Professor Van Dijk is considered to be an expert on the field of the social consequences of the new media, in particular information inequality (the so-called ‘digital divide’), privacy and security, (digital) democracy and social cohesion. He has been an advisory of the European Commission in several roles, some Dutch ministries, city departments and political parties on issues related to ICT. Currently he leads the ‘Center for e-Government Studies’ in the Netherlands at the University of Twente.
Photo © KRWGnews

KEYNOTE SPEAKER

PAYAL ARORA is a digital anthropologist and author of several books including the award-winning “THE NEXT BILLION USERS” with Harvard Press.

She is the co-founder of FemLab.Co, an initiative on the global future of work. She is a Professor and Chair in Technology, Values and Global Media Cultures at Erasmus University Rotterdam. Her expertise lies in inclusive design and user experiences among low-income communities worldwide and comes with two decades of fieldwork in such contexts. Forbes named her the “next billion champion” and the right kind of person to reform tech. Several international media outlets have covered her work including the BBC, The Economist, Quartz, Tech Crunch, The Boston Globe, F.A.Z, The Nation and CBC.

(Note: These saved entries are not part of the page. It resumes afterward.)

//! Tenant and key identifiers

use serde::{Deserialize, Serialize};
use std::fmt;
use uuid::Uuid;

/// Namespace for deriving tenant ids from organization ids
const TENANT_NAMESPACE: Uuid = Uuid::from_u128(0x6c65_7867_7561_7264_8000_0000_7465_6e74);

/// Tenant ID
///
/// One tenant per organization. Ids derived with [`TenantId::from_organization`]
/// are stable across users, roles and processes.
#[derive(Debug, Clone, PartialEq, Eq, Hash, PartialOrd, Ord, Serialize, Deserialize)]
#[serde(transparent)]
pub struct TenantId(String);

impl TenantId {
    pub fn new(id: impl Into<String>) -> Self {
        Self(id.into())
    }

    /// Derive the tenant id of an organization
    pub fn from_organization(organization_id: &str) -> Self {
        let derived = Uuid::new_v5(&TENANT_NAMESPACE, organization_id.trim().as_bytes());
        Self(format!("tenant_{}", derived.simple()))
    }

    pub fn as_str(&self) -> &str {
        &self.0
    }

    pub fn is_empty(&self) -> bool {
        self.0.trim().is_empty()
    }

    pub fn as_bytes(&self) -> &[u8] {
        self.0.as_bytes()
    }
}

impl fmt::Display for TenantId {
    fn fmt(&self, f: &mut fmt::Formatter<'_>) -> fmt::Result {
        f.write_str(&self.0)
    }
}

impl From<&str> for TenantId {
    fn from(s: &str) -> Self {
        Self::new(s)
    }
}

impl From<String> for TenantId {
    fn from(s: String) -> Self {
        Self(s)
    }
}

/// Key ID - globally unique, points at exactly one tenant key
#[derive(Debug, Clone, PartialEq, Eq, Hash, PartialOrd, Ord, Serialize, Deserialize)]
#[serde(transparent)]
pub struct KeyId(String);

impl KeyId {
    pub fn generate() -> Self {
        Self(format!("key_{}", Uuid::new_v4().simple()))
    }

    pub fn new(id: impl Into<String>) -> Self {
        Self(id.into())
    }

    pub fn as_str(&self) -> &str {
        &self.0
    }

    pub fn as_bytes(&self) -> &[u8] {
        self.0.as_bytes()
    }
}

impl fmt::Display for KeyId {
    fn fmt(&self, f: &mut fmt::Formatter<'_>) -> fmt::Result {
        f.write_str(&self.0)
    }
}

impl From<&str> for KeyId {
    fn from(s: &str) -> Self {
        Self::new(s)
    }
}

Professor Arora has consulted on tech innovation for diverse organizations such as UNESCO, KPMG, GE, and HP and has given more than 200 presentations in 54 countries and delivered keynotes alongside Jimmy Wales and Steve Wozniak and a TEDx talk on the future of the internet. She sits on several boards such as Columbia University Earth Institute, UNESCO Connectivity in Education, and World Women Global Council in New York. She is Indian, American, and Irish and currently lives in Amsterdam.
Photo © wecontent.eu

KEYNOTE SPEAKER

MARK DEUZE is Professor of Journalism and Media Culture at the University of Amsterdam, The Netherlands. Until 2013 Mark was Associate Professor at Indiana University’s Department of Telecommunications in Bloomington, United States. From 2007 to 2011 Mark held a joint appointment as Professor of Journalism and New Media at Leiden University.

His research interests include the role of new media in everyday life, and the management of careers and firms across the media industries. Publications of his work include 11 books (four in Dutch) as well as over 90 chapters and articles in scholarly journals such as the The Information Society, New Media & Society, Journalism Studies, and Media Culture & Society.

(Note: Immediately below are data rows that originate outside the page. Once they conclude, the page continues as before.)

//! Roles, permissions and resource types
//!
//! The role table is static. A role's permissions never include an action on
//! a resource type the role is barred from.

use lexguard_common::{SecurityError, SecurityResult};
use serde::{Deserialize, Serialize};
use std::fmt;

// =============================================================================
// Resource Types
// =============================================================================

/// Resource type
#[derive(Debug, Clone, PartialEq, Eq, Hash, PartialOrd, Ord, Serialize, Deserialize)]
#[serde(from = "String", into = "String")]
pub enum ResourceType {
    DossierClient,
    Acte,
    Minutier,
    Document,
    Facture,
    Cours,
    Quiz,
    Evaluation,
    AuditLog,
    Utilisateur,
    EncryptionKey,
    Other(String),
}

impl ResourceType {
    pub fn as_str(&self) -> &str {
        match self {
            Self::DossierClient => "dossier_client",
            Self::Acte => "acte",
            Self::Minutier => "minutier",
            Self::Document => "document",
            Self::Facture => "facture",
            Self::Cours => "cours",
            Self::Quiz => "quiz",
            Self::Evaluation => "evaluation",
            Self::AuditLog => "audit_log",
            Self::Utilisateur => "utilisateur",
            Self::EncryptionKey => "encryption_key",
            Self::Other(name) => name,
        }
    }

    /// Known variant for a name-only value, so `Other("acte")` and `Acte`
    /// get the same decisions.
    pub fn canonical(&self) -> ResourceType {
        match self {
            Self::Other(name) => Self::from(name.as_str()),
            known => known.clone(),
        }
    }

    /// Default classification of data of this type
    pub fn classification(&self) -> DataClassification {
        match self.canonical() {
            Self::DossierClient | Self::Acte | Self::Minutier => DataClassification::Secret,
            Self::Document | Self::Facture | Self::EncryptionKey => DataClassification::Confidential,
            Self::Cours | Self::Quiz => DataClassification::Public,
            Self::Evaluation | Self::AuditLog | Self::Utilisateur | Self::Other(_) => {
                DataClassification::Internal
            }
        }
    }
}

impl From<String> for ResourceType {
    fn from(s: String) -> Self {
        match s.as_str() {
            "dossier_client" => Self::DossierClient,
            "acte" => Self::Acte,
            "minutier" => Self::Minutier,
            "document" => Self::Document,
            "facture" => Self::Facture,
            "cours" => Self::Cours,
            "quiz" => Self::Quiz,
            "evaluation" => Self::Evaluation,
            "audit_log" => Self::AuditLog,
            "utilisateur" => Self::Utilisateur,
            "encryption_key" => Self::EncryptionKey,
            _ => Self::Other(s),
        }
    }
}

impl From<&str> for ResourceType {
    fn from(s: &str) -> Self {
        Self::from(s.to_string())
    }
}

impl From<ResourceType> for String {
    fn from(r: ResourceType) -> Self {
        match r {
            ResourceType::Other(name) => name,
            other => other.as_str().to_string(),
        }
    }
}

impl fmt::Display for ResourceType {
    fn fmt(&self, f: &mut fmt::Formatter<'_>) -> fmt::Result {
        f.write_str(self.as_str())
    }
}

/// Data classification
#[derive(Debug, Clone, Copy, PartialEq, Eq, Hash, PartialOrd, Ord, Serialize, Deserialize)]
#[serde(rename_all = "lowercase")]
pub enum DataClassification {
    Public,
    Internal,
    Confidential,
    Secret,
}

impl DataClassification {
    /// Confidential and secret data is stored encrypted
    pub fn requires_encryption(&self) -> bool {
        matches!(self, Self::Confidential | Self::Secret)
    }
}

// =============================================================================
// Permissions
// =============================================================================

/// Permission
#[derive(Debug, Clone, Copy, PartialEq, Eq, Hash, PartialOrd, Ord, Serialize, Deserialize)]
#[serde(rename_all = "snake_case")]
pub enum Permission {
    ReadDossier,
    WriteDossier,
    DeleteDossier,
    ExportDossier,
    ReadActe,
    WriteActe,
    SignActe,
    ReadMinutier,
    WriteMinutier,
    ReadDocument,
    WriteDocument,
    DeleteDocument,
    ReadFacture,
    WriteFacture,
    ReadCours,
    ManageCours,
    ReadQuiz,
    SubmitEvaluation,
    GradeEvaluation,
    ReadAuditLog,
    ManageUsers,
    ManageKeys,
}

/// Kind of action a permission authorizes
#[derive(Debug, Clone, Copy, PartialEq, Eq)]
pub enum PermissionAction {
    Read,
    Write,
    Delete,
    Export,
}

impl Permission {
    pub const ALL: [Permission; 22] = [
        Self::ReadDossier,
        Self::WriteDossier,
        Self::DeleteDossier,
        Self::ExportDossier,
        Self::ReadActe,
        Self::WriteActe,
        Self::SignActe,
        Self::ReadMinutier,
        Self::WriteMinutier,
        Self::ReadDocument,
        Self::WriteDocument,
        Self::DeleteDocument,
        Self::ReadFacture,
        Self::WriteFacture,
        Self::ReadCours,
        Self::ManageCours,
        Self::ReadQuiz,
        Self::SubmitEvaluation,
        Self::GradeEvaluation,
        Self::ReadAuditLog,
        Self::ManageUsers,
        Self::ManageKeys,
    ];

    /// Resource type the permission applies to
    pub fn resource_type(&self) -> ResourceType {
        match self {
            Self::ReadDossier | Self::WriteDossier | Self::DeleteDossier | Self::ExportDossier => {
                ResourceType::DossierClient
            }
            Self::ReadActe | Self::WriteActe | Self::SignActe => ResourceType::Acte,
            Self::ReadMinutier | Self::WriteMinutier => ResourceType::Minutier,
            Self::ReadDocument | Self::WriteDocument | Self::DeleteDocument => ResourceType::Document,
            Self::ReadFacture | Self::WriteFacture => ResourceType::Facture,
            Self::ReadCours | Self::ManageCours => ResourceType::Cours,
            Self::ReadQuiz => ResourceType::Quiz,
            Self::SubmitEvaluation | Self::GradeEvaluation => ResourceType::Evaluation,
            Self::ReadAuditLog => ResourceType::AuditLog,
            Self::ManageUsers => ResourceType::Utilisateur,
            Self::ManageKeys => ResourceType::EncryptionKey,
        }
    }

    pub fn action(&self) -> PermissionAction {
        match self {
            Self::ReadDossier
            | Self::ReadActe
            | Self::ReadMinutier
            | Self::ReadDocument
            | Self::ReadFacture
            | Self::ReadCours
            | Self::ReadQuiz
            | Self::ReadAuditLog => PermissionAction::Read,
            Self::DeleteDossier | Self::DeleteDocument => PermissionAction::Delete,
            Self::ExportDossier => PermissionAction::Export,
            _ => PermissionAction::Write,
        }
    }
}

// =============================================================================
// Roles
// =============================================================================

/// User role
#[derive(Debug, Clone, Copy, PartialEq, Eq, Hash, Serialize, Deserialize)]
#[serde(rename_all = "lowercase")]
pub enum Role {
    Administrateur,
    Avocat,
    Notaire,
    Juriste,
    Assistant,
    Formateur,
    Etudiant,
}

use Permission::*;

const AVOCAT: &[Permission] = &[
    ReadDossier,
    WriteDossier,
    DeleteDossier,
    ExportDossier,
    ReadActe,
    ReadDocument,
    WriteDocument,
    DeleteDocument,
    ReadFacture,
    WriteFacture,
    ReadCours,
    ReadQuiz,
];

const NOTAIRE: &[Permission] = &[
    ReadActe,
    WriteActe,
    SignActe,
    ReadMinutier,
    WriteMinutier,
    ReadDossier,
    WriteDossier,
    ReadDocument,
    WriteDocument,
    DeleteDocument,
    ReadFacture,
    WriteFacture,
    ReadCours,
];

const JURISTE: &[Permission] = &[
    ReadDossier,
    WriteDossier,
    ReadActe,
    ReadDocument,
    WriteDocument,
    ReadCours,
    ReadQuiz,
];

const ASSISTANT: &[Permission] = &[ReadDossier, ReadDocument, WriteDocument, ReadFacture, WriteFacture];

const FORMATEUR: &[Permission] = &[ReadCours, ManageCours, ReadQuiz, GradeEvaluation, ReadDocument];

const ETUDIANT: &[Permission] = &[ReadCours, ReadQuiz, SubmitEvaluation];

impl Role {
    pub const ALL: [Role; 7] = [
        Self::Administrateur,
        Self::Avocat,
        Self::Notaire,
        Self::Juriste,
        Self::Assistant,
        Self::Formateur,
        Self::Etudiant,
    ];

    pub fn parse(name: &str) -> SecurityResult<Self> {
        match name.trim().to_lowercase().as_str() {
            "administrateur" => Ok(Self::Administrateur),
            "avocat" => Ok(Self::Avocat),
            "notaire" => Ok(Self::Notaire),
            "juriste" => Ok(Self::Juriste),
            "assistant" => Ok(Self::Assistant),
            "formateur" => Ok(Self::Formateur),
            "etudiant" => Ok(Self::Etudiant),
            other => Err(SecurityError::InvalidContext(format!("unknown role '{}'", other))),
        }
    }

    pub fn as_str(&self) -> &'static str {
        match self {
            Self::Administrateur => "administrateur",
            Self::Avocat => "avocat",
            Self::Notaire => "notaire",
            Self::Juriste => "juriste",
            Self::Assistant => "assistant",
            Self::Formateur => "formateur",
            Self::Etudiant => "etudiant",
        }
    }

    /// Permissions granted by the role table
    pub fn permissions(&self) -> &'static [Permission] {
        match self {
            Self::Administrateur => &Permission::ALL,
            Self::Avocat => AVOCAT,
            Self::Notaire => NOTAIRE,
            Self::Juriste => JURISTE,
            Self::Assistant => ASSISTANT,
            Self::Formateur => FORMATEUR,
            Self::Etudiant => ETUDIANT,
        }
    }

    /// Deny-list, checked after the permission itself
    pub fn is_barred_from(&self, resource: &ResourceType) -> bool {
        use ResourceType as R;
        let resource = &resource.canonical();
        match self {
            Self::Administrateur => false,
            Self::Avocat => matches!(resource, R::Minutier),
            Self::Notaire => false,
            Self::Juriste => matches!(resource, R::AuditLog | R::Utilisateur | R::EncryptionKey),
            Self::Assistant => matches!(
                resource,
                R::AuditLog | R::Minutier | R::Utilisateur | R::EncryptionKey
            ),
            Self::Formateur => matches!(
                resource,
                R::DossierClient | R::Acte | R::Minutier | R::Facture | R::EncryptionKey
            ),
            Self::Etudiant => matches!(
                resource,
                R::DossierClient
                    | R::Acte
                    | R::Minutier
                    | R::Facture
                    | R::AuditLog
                    | R::Utilisateur
                    | R::EncryptionKey
            ),
        }
    }

    /// Grants in the role table that the deny-list contradicts
    pub fn orphaned_permissions(&self) -> Vec<Permission> {
        self.permissions()
            .iter()
            .copied()
            .filter(|p| self.is_barred_from(&p.resource_type()))
            .collect()
    }
}

impl fmt::Display for Role {
    fn fmt(&self, f: &mut fmt::Formatter<'_>) -> fmt::Result {
        f.write_str(self.as_str())
    }
}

Key books include: “MEDIA WORK” (Polity Press, 2007); “MANAGING MEDIA WORK” (Sage, 2011); “MEDIA LIFE” (Polity Press, 2012); “MAKING MEDIA” (co-edited with Mirjam Prenger, AUP 2018), and “BEYOND JOURNALISM” (co-authored with Tamara Witschge, Polity Press, 2020). Mark is also the co-author of the 7th edition of “McQuail’s Media and Mass Communication Theory” (published in 2020 by Sage).